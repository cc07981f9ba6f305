//! Per-frame visibility evaluation
//!
//! Casts a full fan of rays from the viewpoint, intersects each ray
//! against every obstacle, and keeps only the nearest hit per ray.

use std::f32::consts::TAU;

use glam::Vec2;

use super::intersect::{Hit, Ray, intersect};
use super::scene::{Color, Scene};
use crate::{Settings, rotate_about};

/// One drawable output segment, viewpoint to nearest hit
#[derive(Debug, Clone, Copy, PartialEq)]
pub struct Beam {
    pub start: Vec2,
    pub end: Vec2,
    pub color: Color,
}

/// Reduce a ray's hits to the single nearest one.
///
/// A lone hit is returned without computing any distance. Ties keep the
/// first hit in input order.
pub fn nearest_hit(hits: Vec<Hit>, origin: Vec2) -> Option<Hit> {
    if hits.len() < 2 {
        return hits.into_iter().next();
    }

    let mut iter = hits.into_iter();
    let mut best = iter.next()?;
    let mut best_dist = origin.distance(best.point);
    for hit in iter {
        let dist = origin.distance(hit.point);
        if dist < best_dist {
            best = hit;
            best_dist = dist;
        }
    }
    Some(best)
}

/// Evaluate one frame: cast `ray_count` evenly spaced rays from
/// `viewpoint` and emit a beam for each ray that struck something.
///
/// The fan's reference direction points down the +y axis; every ray
/// reaches `reach` units out, which must exceed the scene's bounding
/// extent so no genuine hit is clipped.
pub fn evaluate_frame(viewpoint: Vec2, scene: &Scene, ray_count: usize, reach: f32) -> Vec<Beam> {
    let far = viewpoint + Vec2::new(0.0, reach);
    let mut beams = Vec::with_capacity(ray_count);

    for i in 0..ray_count {
        let angle = TAU * i as f32 / ray_count as f32;
        let ray = Ray::new(viewpoint, rotate_about(viewpoint, far, angle));

        let hits: Vec<Hit> = scene
            .objects
            .iter()
            .flat_map(|object| intersect(&ray, object))
            .collect();

        if let Some(hit) = nearest_hit(hits, viewpoint) {
            beams.push(Beam {
                start: viewpoint,
                end: hit.point,
                color: hit.color,
            });
        }
    }

    beams
}

/// Everything one frame needs, owned by the driving adapter.
///
/// The viewpoint is the only field that changes between frames: input
/// handling writes it through [`FrameContext::set_viewpoint`] and the next
/// [`FrameContext::frame`] call reads it.
#[derive(Debug, Clone)]
pub struct FrameContext {
    scene: Scene,
    viewpoint: Vec2,
    ray_count: usize,
    reach: f32,
}

impl FrameContext {
    /// Build a context with the viewpoint starting at the surface center.
    pub fn new(scene: Scene, settings: &Settings) -> Self {
        Self {
            scene,
            viewpoint: Vec2::new(settings.width / 2.0, settings.height / 2.0),
            ray_count: settings.ray_count,
            reach: settings.reach(),
        }
    }

    pub fn viewpoint(&self) -> Vec2 {
        self.viewpoint
    }

    pub fn set_viewpoint(&mut self, viewpoint: Vec2) {
        self.viewpoint = viewpoint;
    }

    pub fn scene(&self) -> &Scene {
        &self.scene
    }

    pub fn ray_count(&self) -> usize {
        self.ray_count
    }

    /// Evaluate one frame at the current viewpoint.
    pub fn frame(&self) -> Vec<Beam> {
        evaluate_frame(self.viewpoint, &self.scene, self.ray_count, self.reach)
    }
}

#[cfg(test)]
mod tests {
    use super::*;
    use crate::sim::scene::{Circle, SceneObject, Wall};
    use proptest::prelude::*;

    const RED: Color = Color::new(255, 0, 0);
    const BLUE: Color = Color::new(0, 0, 255);
    const GREEN: Color = Color::new(0, 255, 0);

    fn hit(x: f32, y: f32, color: Color) -> Hit {
        Hit {
            point: Vec2::new(x, y),
            color,
        }
    }

    #[test]
    fn test_nearest_empty() {
        assert_eq!(nearest_hit(Vec::new(), Vec2::ZERO), None);
    }

    #[test]
    fn test_nearest_single() {
        let lone = hit(10.0, 0.0, RED);
        assert_eq!(nearest_hit(vec![lone], Vec2::ZERO), Some(lone));
    }

    #[test]
    fn test_nearest_picks_minimum() {
        let hits = vec![hit(30.0, 0.0, RED), hit(5.0, 0.0, BLUE), hit(12.0, 0.0, GREEN)];
        let nearest = nearest_hit(hits, Vec2::ZERO).unwrap();
        assert_eq!(nearest.color, BLUE);
    }

    #[test]
    fn test_nearest_tie_keeps_first() {
        let hits = vec![hit(10.0, 0.0, RED), hit(-10.0, 0.0, BLUE)];
        let nearest = nearest_hit(hits, Vec2::ZERO).unwrap();
        assert_eq!(nearest.color, RED);
    }

    proptest! {
        #[test]
        fn prop_nearest_is_minimum(points in prop::collection::vec((-500.0f32..500.0, -500.0f32..500.0), 1..20)) {
            let origin = Vec2::new(7.0, -3.0);
            let hits: Vec<Hit> = points.iter().map(|&(x, y)| hit(x, y, RED)).collect();
            let best = nearest_hit(hits.clone(), origin).unwrap();
            for h in &hits {
                prop_assert!(origin.distance(best.point) <= origin.distance(h.point));
            }
        }

        #[test]
        fn prop_nearest_order_independent_for_unique_minimum(
            points in prop::collection::vec((-500.0f32..500.0, -500.0f32..500.0), 2..20),
            rotation in 0usize..20,
        ) {
            let origin = Vec2::ZERO;
            let hits: Vec<Hit> = points.iter().map(|&(x, y)| hit(x, y, RED)).collect();

            let mut dists: Vec<f32> = hits.iter().map(|h| origin.distance(h.point)).collect();
            dists.sort_by(|a, b| a.partial_cmp(b).unwrap());
            prop_assume!(dists[1] - dists[0] > 1e-3);

            let mut shuffled = hits.clone();
            let shuffled_len = shuffled.len();
            shuffled.rotate_left(rotation % shuffled_len);

            let a = nearest_hit(hits, origin).unwrap();
            let b = nearest_hit(shuffled, origin).unwrap();
            prop_assert_eq!(a.point, b.point);
        }
    }

    fn four_ray_settings() -> Settings {
        Settings {
            width: 400.0,
            height: 400.0,
            ray_count: 4,
            ..Default::default()
        }
    }

    #[test]
    fn test_frame_wall_above_and_below() {
        // Horizontal wall below the viewpoint. With 4 rays (down, and the
        // three quarter turns) only the downward ray can strike it.
        let wall = Wall::new(Vec2::new(0.0, 200.0), Vec2::new(400.0, 200.0), RED).unwrap();
        let scene = Scene::from_objects(vec![SceneObject::Wall(wall)]);
        let settings = four_ray_settings();
        let viewpoint = Vec2::new(200.0, 100.0);

        let beams = evaluate_frame(viewpoint, &scene, settings.ray_count, settings.reach());
        assert_eq!(beams.len(), 1);
        assert_eq!(beams[0].start, viewpoint);
        assert!((beams[0].end - Vec2::new(200.0, 200.0)).length() < 1e-2);
        assert_eq!(beams[0].color, RED);
    }

    #[test]
    fn test_frame_viewpoint_on_wall_line_sees_nothing() {
        // Degenerate configuration from the wall's own line: the two rays
        // along the wall are parallel-dropped, the perpendicular pair
        // crosses at the origin itself and is excluded
        let wall = Wall::new(Vec2::new(0.0, 200.0), Vec2::new(400.0, 200.0), RED).unwrap();
        let scene = Scene::from_objects(vec![SceneObject::Wall(wall)]);
        let settings = four_ray_settings();

        let beams = evaluate_frame(
            Vec2::new(200.0, 200.0),
            &scene,
            settings.ray_count,
            settings.reach(),
        );
        assert!(beams.is_empty());
    }

    #[test]
    fn test_frame_circle_occludes_to_near_surface() {
        let circle = Circle::new(Vec2::new(300.0, 200.0), 20.0, BLUE).unwrap();
        let scene = Scene::from_objects(vec![SceneObject::Circle(circle)]);
        let viewpoint = Vec2::new(200.0, 200.0);

        let beams = evaluate_frame(viewpoint, &scene, 360, 2000.0);
        // The beam aimed straight at the center stops at the near surface
        let direct = beams
            .iter()
            .find(|b| (b.end.y - 200.0).abs() < 1e-2)
            .unwrap();
        assert!((viewpoint.distance(direct.end) - 280.0).abs() < 1e-2);
        assert_eq!(direct.color, BLUE);
    }

    #[test]
    fn test_frame_nearest_object_wins() {
        // A wall in front of a circle along the same ray: the wall occludes
        let wall = Wall::new(Vec2::new(250.0, 100.0), Vec2::new(250.0, 300.0), RED).unwrap();
        let circle = Circle::new(Vec2::new(300.0, 200.0), 20.0, BLUE).unwrap();
        let scene = Scene::from_objects(vec![
            SceneObject::Circle(circle),
            SceneObject::Wall(wall),
        ]);
        let viewpoint = Vec2::new(200.0, 200.0);

        let beams = evaluate_frame(viewpoint, &scene, 360, 2000.0);
        let direct = beams
            .iter()
            .find(|b| (b.end.y - 200.0).abs() < 1e-2 && b.end.x > 200.0)
            .unwrap();
        assert_eq!(direct.color, RED);
        assert!((direct.end.x - 250.0).abs() < 1e-2);
    }

    #[test]
    fn test_frame_empty_scene_emits_nothing() {
        let scene = Scene::new();
        for ray_count in [1, 4, 360] {
            let beams = evaluate_frame(Vec2::new(123.0, 456.0), &scene, ray_count, 2000.0);
            assert!(beams.is_empty());
        }
    }

    #[test]
    fn test_frame_emits_at_most_one_beam_per_ray() {
        let settings = Settings::default();
        let scene = Scene::generate(99, &settings);
        let ctx = FrameContext::new(scene, &settings);

        let beams = ctx.frame();
        assert!(beams.len() <= ctx.ray_count());
        assert!(beams.iter().all(|b| b.start == ctx.viewpoint()));
    }

    #[test]
    fn test_context_set_viewpoint() {
        let settings = Settings::default();
        let mut ctx = FrameContext::new(Scene::new(), &settings);

        let target = Vec2::new(42.0, 24.0);
        ctx.set_viewpoint(target);
        assert_eq!(ctx.viewpoint(), target);
    }
}
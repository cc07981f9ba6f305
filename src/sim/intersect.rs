//! Ray intersection tests against scene obstacles
//!
//! All functions here are pure. "No intersection" outcomes (parallel
//! walls, missed circles) are empty results, not errors.

use glam::Vec2;

use super::scene::{Circle, Color, SceneObject, Wall};

/// A cast ray, represented as a finite segment from `origin` to `tip`.
///
/// The tip must sit beyond the scene's bounding extent so the finite
/// representation never clips a genuine hit.
#[derive(Debug, Clone, Copy, PartialEq)]
pub struct Ray {
    pub origin: Vec2,
    pub tip: Vec2,
}

impl Ray {
    pub fn new(origin: Vec2, tip: Vec2) -> Self {
        Self { origin, tip }
    }

    /// Point at parameter `u` along the segment (u=0 origin, u=1 tip)
    #[inline]
    pub fn at(&self, u: f32) -> Vec2 {
        self.origin + (self.tip - self.origin) * u
    }
}

/// A single intersection: where the ray struck, and the obstacle's color
#[derive(Debug, Clone, Copy, PartialEq)]
pub struct Hit {
    pub point: Vec2,
    pub color: Color,
}

/// Ray/wall intersection via the parametric line-line formulation.
///
/// `t` parametrizes the wall, `u` the ray. A hit requires t strictly
/// inside (0, 1) and u strictly positive; u has no upper bound because the
/// ray stands in for an infinite cast. A parallel or collinear pair
/// reports no hit, including the overlapping-collinear case.
pub fn ray_wall_intersection(ray: &Ray, wall: &Wall) -> Option<Hit> {
    let wall_dir = wall.b - wall.a;
    let ray_dir = ray.tip - ray.origin;

    let den = wall_dir.perp_dot(ray_dir);
    if den == 0.0 {
        return None;
    }

    let offset = ray.origin - wall.a;
    let t = offset.perp_dot(ray_dir) / den;
    let u = offset.perp_dot(wall_dir) / den;

    if t > 0.0 && t < 1.0 && u > 0.0 {
        Some(Hit {
            point: wall.a + wall_dir * t,
            color: wall.color,
        })
    } else {
        None
    }
}

/// Ray/circle intersections via the discriminant method, projected onto
/// the ray's segment parametrization.
///
/// Roots outside [0, 1] fall beyond the ray's finite representation and
/// are dropped. When both roots qualify the nearer one comes first.
pub fn ray_circle_intersections(ray: &Ray, circle: &Circle) -> Vec<Hit> {
    let dir = ray.tip - ray.origin;
    let to_origin = ray.origin - circle.center;

    let b = -2.0 * dir.dot(to_origin);
    let c = 2.0 * dir.length_squared();
    let disc = b * b - 2.0 * c * (to_origin.length_squared() - circle.radius * circle.radius);
    if disc < 0.0 {
        return Vec::new();
    }

    let d = disc.sqrt();
    let mut hits = Vec::with_capacity(2);
    for u in [(b - d) / c, (b + d) / c] {
        if (0.0..=1.0).contains(&u) {
            hits.push(Hit {
                point: ray.at(u),
                color: circle.color,
            });
        }
    }
    hits
}

/// Intersect a ray against one scene object.
pub fn intersect(ray: &Ray, object: &SceneObject) -> Vec<Hit> {
    match object {
        SceneObject::Wall(wall) => ray_wall_intersection(ray, wall).into_iter().collect(),
        SceneObject::Circle(circle) => ray_circle_intersections(ray, circle),
    }
}
//! Lightcast demo driver
//!
//! Headless stand-in for a canvas adapter: generates a scene, sweeps the
//! viewpoint along a closed path the way a mouse would, and logs what each
//! frame would draw.

use std::path::Path;

use glam::Vec2;

use lightcast::Settings;
use lightcast::sim::{FrameContext, Scene};

/// Frames to run before exiting
const DEMO_FRAMES: usize = 240;

fn main() {
    env_logger::init();
    log::info!("lightcast demo starting");

    let settings = std::env::args()
        .nth(1)
        .map(|path| Settings::load(Path::new(&path)))
        .unwrap_or_default();

    let scene = Scene::generate(settings.seed, &settings);
    let mut ctx = FrameContext::new(scene, &settings);

    let center = Vec2::new(settings.width / 2.0, settings.height / 2.0);
    let orbit = settings.height / 4.0;

    let mut total_beams = 0usize;
    for frame_index in 0..DEMO_FRAMES {
        let t = frame_index as f32 / DEMO_FRAMES as f32 * std::f32::consts::TAU;
        ctx.set_viewpoint(center + Vec2::new(t.cos(), t.sin()) * orbit);

        let beams = ctx.frame();
        total_beams += beams.len();

        if let Some(shortest) = beams
            .iter()
            .map(|b| b.start.distance(b.end))
            .min_by(|a, b| a.total_cmp(b))
        {
            log::debug!(
                "frame {frame_index}: {} of {} rays hit, nearest obstacle {shortest:.1}px",
                beams.len(),
                ctx.ray_count(),
            );
        } else {
            log::debug!("frame {frame_index}: no hits");
        }
    }

    println!(
        "ran {DEMO_FRAMES} frames over {} objects, {} beams drawn ({:.1} per frame)",
        ctx.scene().len(),
        total_beams,
        total_beams as f32 / DEMO_FRAMES as f32,
    );
}
//! Lightcast - a 2D shadow-casting light visualization
//!
//! Core modules:
//! - `sim`: Deterministic ray casting (scene, intersection engine, frame evaluation)
//! - `settings`: Data-driven configuration
//!
//! Rendering and input live outside this crate: an adapter feeds viewpoint
//! updates in and draws the beams that come back out each frame.

pub mod settings;
pub mod sim;

pub use settings::Settings;

use glam::Vec2;

/// Visualization constants
pub mod consts {
    /// Default drawing surface extent
    pub const DEFAULT_WIDTH: f32 = 1500.0;
    pub const DEFAULT_HEIGHT: f32 = 900.0;

    /// One ray per degree
    pub const DEFAULT_RAY_COUNT: usize = 360;

    /// Default random scene composition
    pub const DEFAULT_WALL_COUNT: usize = 10;
    pub const DEFAULT_CIRCLE_COUNT: usize = 20;
    pub const DEFAULT_CIRCLE_RADIUS: f32 = 20.0;
}

/// Rotate `point` around `center` by `angle` radians.
///
/// Counter-clockwise in a y-up frame; on a y-down canvas the sweep runs
/// clockwise. The ray fan covers the full turn either way.
#[inline]
pub fn rotate_about(center: Vec2, point: Vec2, angle: f32) -> Vec2 {
    let (sin, cos) = angle.sin_cos();
    let d = point - center;
    center + Vec2::new(cos * d.x - sin * d.y, sin * d.x + cos * d.y)
}
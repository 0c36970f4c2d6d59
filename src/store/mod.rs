//! # Control Plane
//!
//! The capability contract the reconciliation engine needs from the cluster:
//! read, create and update named objects, and open a watch on one named object.
//!
//! `cluster::KubeControlPlane` implements it against the Kubernetes API.

pub mod cluster;
#[cfg(test)]
pub(crate) mod fake;

use crate::config::ObjectRef;
use async_trait::async_trait;
use futures::stream::BoxStream;
use k8s_openapi::api::core::v1::{ConfigMap, Secret};
use kube::api::WatchEvent;
use kube::Resource;
use thiserror::Error;

pub use cluster::KubeControlPlane;

/// Raw change notifications for one watched object, in provider order
pub type WatchStream<K> = BoxStream<'static, Result<WatchEvent<K>, StoreError>>;

#[derive(Debug, Error)]
pub enum StoreError {
    #[error("{kind} {object} already exists")]
    AlreadyExists { kind: &'static str, object: ObjectRef },
    #[error("{kind} is missing metadata.{field}")]
    MissingMetadata {
        kind: &'static str,
        field: &'static str,
    },
    #[error("Kubernetes API request failed: {0}")]
    Api(#[from] kube::Error),
    #[error("control plane unavailable: {0}")]
    Unavailable(String),
}

/// Object access the reconciler depends on
///
/// Reads return `Ok(None)` for objects that do not exist; every other failure
/// is an error.
#[async_trait]
pub trait ControlPlane: Send + Sync {
    async fn get_config_map(&self, object: &ObjectRef) -> Result<Option<ConfigMap>, StoreError>;

    async fn get_secret(&self, object: &ObjectRef) -> Result<Option<Secret>, StoreError>;

    /// Create a Secret; fails with [`StoreError::AlreadyExists`] if the name is taken
    async fn create_secret(&self, secret: &Secret) -> Result<(), StoreError>;

    /// Replace a Secret's content unconditionally
    async fn update_secret(&self, secret: &Secret) -> Result<(), StoreError>;

    /// Open a watch on a single ConfigMap, starting after `resource_version`
    async fn watch_config_map(
        &self,
        object: &ObjectRef,
        resource_version: &str,
    ) -> Result<WatchStream<ConfigMap>, StoreError>;

    /// Open a watch on a single Secret, starting after `resource_version`
    async fn watch_secret(
        &self,
        object: &ObjectRef,
        resource_version: &str,
    ) -> Result<WatchStream<Secret>, StoreError>;
}

/// Version to resume a watch from; empty when the object never came from the API server
pub(crate) fn resource_version<K: Resource>(object: &K) -> &str {
    object.meta().resource_version.as_deref().unwrap_or_default()
}

/// Namespaced reference of a Secret about to be written
pub(crate) fn secret_ref(secret: &Secret) -> Result<ObjectRef, StoreError> {
    let namespace = secret
        .metadata
        .namespace
        .as_deref()
        .ok_or(StoreError::MissingMetadata {
            kind: "Secret",
            field: "namespace",
        })?;
    let name = secret
        .metadata
        .name
        .as_deref()
        .ok_or(StoreError::MissingMetadata {
            kind: "Secret",
            field: "name",
        })?;
    Ok(ObjectRef::new(namespace, name))
}
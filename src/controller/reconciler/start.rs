//! # Start
//!
//! Initial reconciliation of one target. Everything here runs before the
//! target's update loop exists:
//!
//! 1. Read the current output Secret (absent or unreadable means "no prior output")
//! 2. Read the template source and every secret source; each is required
//! 3. Render and publish the first version
//! 4. Open every watch from the version each input was read at, then hand
//!    the state to the update loop

use super::state::TargetState;
use super::types::{ReconcilerError, RunningTarget, TargetReconciler};
use super::update_loop::run_update_loop;
use crate::config::ObjectRef;
use crate::controller::digest::secret_digest;
use crate::controller::watch::TargetWatches;
use crate::runtime::shutdown::ShutdownRx;
use crate::store::resource_version;
use k8s_openapi::api::core::v1::Secret;
use std::collections::BTreeMap;
use std::sync::Arc;
use tracing::{info, info_span, warn, Instrument};

impl TargetReconciler {
    /// Run the initial reconciliation and spawn the update loop
    ///
    /// Fails without opening any watch when an input cannot be read, and
    /// without spawning the loop when a watch cannot be opened. A failed first
    /// publish is logged and does not fail the start.
    pub async fn start(self, shutdown: &ShutdownRx) -> Result<RunningTarget, ReconcilerError> {
        let output = self.target.output_ref();
        let span = info_span!(
            "target",
            target.namespace = output.namespace.as_str(),
            target.name = output.name.as_str()
        );

        let (state, watches) = self
            .initialize(&output, shutdown)
            .instrument(span.clone())
            .await?;

        let update_loop = tokio::spawn(
            run_update_loop(
                Arc::clone(&self.store),
                Arc::clone(&self.target),
                state,
                watches.template,
                watches.secrets,
                shutdown.clone(),
            )
            .instrument(span),
        );

        Ok(RunningTarget {
            output,
            update_loop,
            producers: watches.producers,
        })
    }

    async fn initialize(
        &self,
        output: &ObjectRef,
        shutdown: &ShutdownRx,
    ) -> Result<(TargetState, TargetWatches), ReconcilerError> {
        info!(input = %self.target.input_config_map, "Starting target");

        let existing = match self.store.get_secret(output).await {
            Ok(existing) => existing,
            Err(e) => {
                warn!(error = %e, "Could not read output Secret, treating it as absent");
                None
            }
        };

        let template_ref = &self.target.input_config_map;
        let template = match self.store.get_config_map(template_ref).await {
            Ok(Some(template)) => template,
            Ok(None) => {
                return Err(ReconcilerError::TemplateSourceMissing {
                    object: template_ref.clone(),
                })
            }
            Err(source) => {
                return Err(ReconcilerError::TemplateSource {
                    object: template_ref.clone(),
                    source,
                })
            }
        };

        let mut secrets: BTreeMap<ObjectRef, Secret> = BTreeMap::new();
        for (alias, source) in &self.target.secrets {
            let object = source.object_ref();
            if secrets.contains_key(&object) {
                continue;
            }
            match self.store.get_secret(&object).await {
                Ok(Some(secret)) => {
                    secrets.insert(object, secret);
                }
                Ok(None) => {
                    return Err(ReconcilerError::SecretSourceMissing {
                        alias: alias.clone(),
                        object,
                    })
                }
                Err(source) => {
                    return Err(ReconcilerError::SecretSource {
                        alias: alias.clone(),
                        object,
                        source,
                    })
                }
            }
        }

        let advisory = self.target.aliases_with_key_lists();
        if !advisory.is_empty() {
            warn!(
                aliases = ?advisory,
                "Secret key lists are not enforced; every key of these secrets is available to templates"
            );
        }

        let mut state = TargetState {
            template,
            secrets,
            published: secret_digest(existing.as_ref()),
            output_exists: existing.is_some(),
        };
        state.reconcile(self.store.as_ref(), &self.target).await;

        let secret_versions: BTreeMap<ObjectRef, String> = self
            .target
            .secret_sources()
            .into_iter()
            .map(|object| {
                let version = state
                    .secrets
                    .get(&object)
                    .map(resource_version)
                    .unwrap_or_default()
                    .to_string();
                (object, version)
            })
            .collect();
        let watches = TargetWatches::open(
            self.store.as_ref(),
            template_ref,
            resource_version(&state.template),
            &secret_versions,
            self.event_capacity,
            shutdown,
        )
        .await?;
        info!(
            watches = watches.producers.len(),
            "Initial reconciliation complete, watching inputs"
        );

        Ok((state, watches))
    }
}
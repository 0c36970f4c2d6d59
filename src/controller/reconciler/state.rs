//! # Target State
//!
//! Latest input snapshots and the digest of the last successful publish.
//! Owned by exactly one task at a time, so it needs no locking.

use super::types::{Operation, PassOutcome};
use crate::config::{ObjectRef, TargetConfig};
use crate::controller::digest::{digest, Digest};
use crate::controller::render::{render, TemplateContext};
use crate::controller::watch::ChangeEvent;
use crate::observability::metrics;
use crate::store::{ControlPlane, StoreError};
use k8s_openapi::api::core::v1::{ConfigMap, Secret};
use k8s_openapi::apimachinery::pkg::apis::meta::v1::ObjectMeta;
use std::collections::BTreeMap;
use tracing::{debug, error, info, warn};

#[derive(Debug, Clone)]
pub(crate) struct TargetState {
    pub(crate) template: ConfigMap,
    pub(crate) secrets: BTreeMap<ObjectRef, Secret>,
    pub(crate) published: Digest,
    pub(crate) output_exists: bool,
}

impl TargetState {
    /// Replace the snapshot the event carries
    pub(crate) fn apply(&mut self, event: ChangeEvent) {
        match event {
            ChangeEvent::Template(config_map) => self.template = config_map,
            ChangeEvent::Secret { source, secret } => {
                self.secrets.insert(source, secret);
            }
        }
    }

    /// Render the output Secret from the current snapshots
    pub(crate) fn compile(&self, target: &TargetConfig) -> (Secret, Digest) {
        let context = TemplateContext::for_target(target, &self.secrets);
        let outcome = render(&target.target_name, &self.template, &context);

        if !outcome.failures.is_empty() {
            metrics::increment_render_failures(outcome.failures.len());
            for failure in &outcome.failures {
                error!(key = failure.key(), error = %failure, "Template key dropped from output");
            }
        }

        let output_digest = digest(&outcome.data);
        let secret = Secret {
            metadata: ObjectMeta {
                namespace: Some(target.target_namespace.clone()),
                name: Some(target.target_name.clone()),
                ..ObjectMeta::default()
            },
            type_: Some("Opaque".to_string()),
            data: Some(outcome.data),
            ..Secret::default()
        };
        (secret, output_digest)
    }

    /// Render, compare against the last published digest and write if needed
    ///
    /// Write failures are logged and counted; the published digest only moves
    /// on success, so the next pass retries with fresh content.
    pub(crate) async fn reconcile(
        &mut self,
        store: &dyn ControlPlane,
        target: &TargetConfig,
    ) -> PassOutcome {
        metrics::increment_reconciliations();
        let (secret, output_digest) = self.compile(target);

        let operation = if !self.output_exists {
            Operation::Create
        } else if output_digest != self.published {
            Operation::Update
        } else {
            debug!(digest = %output_digest, "Output unchanged, skipping publish");
            return PassOutcome::Unchanged;
        };

        match publish(store, &secret, operation).await {
            Ok(applied) => {
                metrics::increment_publishes(applied.as_str());
                info!(
                    operation = applied.as_str(),
                    digest = %output_digest,
                    "Published new version of output Secret"
                );
                self.published = output_digest;
                self.output_exists = true;
                match applied {
                    Operation::Create => PassOutcome::Created,
                    Operation::Update => PassOutcome::Updated,
                }
            }
            Err(e) => {
                metrics::increment_publish_errors(operation.as_str());
                error!(
                    operation = operation.as_str(),
                    error = %e,
                    "Failed to publish output Secret"
                );
                PassOutcome::Failed(operation)
            }
        }
    }
}

/// Issue the write; a create that loses to an existing object becomes an update
async fn publish(
    store: &dyn ControlPlane,
    secret: &Secret,
    operation: Operation,
) -> Result<Operation, StoreError> {
    match operation {
        Operation::Create => match store.create_secret(secret).await {
            Ok(()) => Ok(Operation::Create),
            Err(StoreError::AlreadyExists { object, .. }) => {
                warn!(output = %object, "Output Secret already exists, updating it instead");
                store.update_secret(secret).await?;
                Ok(Operation::Update)
            }
            Err(e) => Err(e),
        },
        Operation::Update => {
            store.update_secret(secret).await?;
            Ok(Operation::Update)
        }
    }
}
//! # Command Line Tests
//!
//! Argument parsing and credential-source selection for `run`.

use clap::Parser;
use kube_secret_pipe::cli::{Cli, CliError, Commands, CredentialSource, RunArgs};
use std::path::PathBuf;

fn parse(args: &[&str]) -> Result<RunArgs, clap::Error> {
    let argv = std::iter::once("kube-secret-pipe").chain(args.iter().copied());
    Cli::try_parse_from(argv).map(|cli| match cli.command {
        Commands::Run(run) => run,
    })
}

#[test]
fn test_long_config_file_flag() {
    let args = parse(&[
        "run",
        "--config-file",
        "/etc/pipe/config.yaml",
        "--in-cluster-creds",
    ])
    .unwrap();
    assert_eq!(args.config_file, PathBuf::from("/etc/pipe/config.yaml"));
}

#[test]
fn test_unknown_subcommand_rejected() {
    assert!(parse(&["serve", "-c", "config.yaml"]).is_err());
}

#[test]
fn test_kubeconfig_only() {
    let args = parse(&[
        "run",
        "-c",
        "config.yaml",
        "--in-cluster-creds=false",
        "--kubeconfig-creds",
        "/home/me/.kube/config",
    ])
    .unwrap();
    assert_eq!(
        args.credential_source().unwrap(),
        CredentialSource::Kubeconfig(PathBuf::from("/home/me/.kube/config"))
    );
}

#[test]
fn test_both_sources_is_an_error() {
    let args = parse(&[
        "run",
        "-c",
        "config.yaml",
        "--in-cluster-creds",
        "--kubeconfig-creds",
        "/home/me/.kube/config",
    ])
    .unwrap();
    assert!(matches!(
        args.credential_source(),
        Err(CliError::ConflictingCredentials)
    ));
}

#[test]
fn test_no_source_is_an_error() {
    let args = parse(&["run", "-c", "config.yaml", "--in-cluster-creds=false"]).unwrap();
    let err = args.credential_source().unwrap_err();
    assert!(matches!(err, CliError::MissingCredentials));
    assert!(err.to_string().contains("credentials flag"));
}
- - - - -
In the material above, how many lines contain "TemplateContext"? Reply with only the number.

# Written response:
2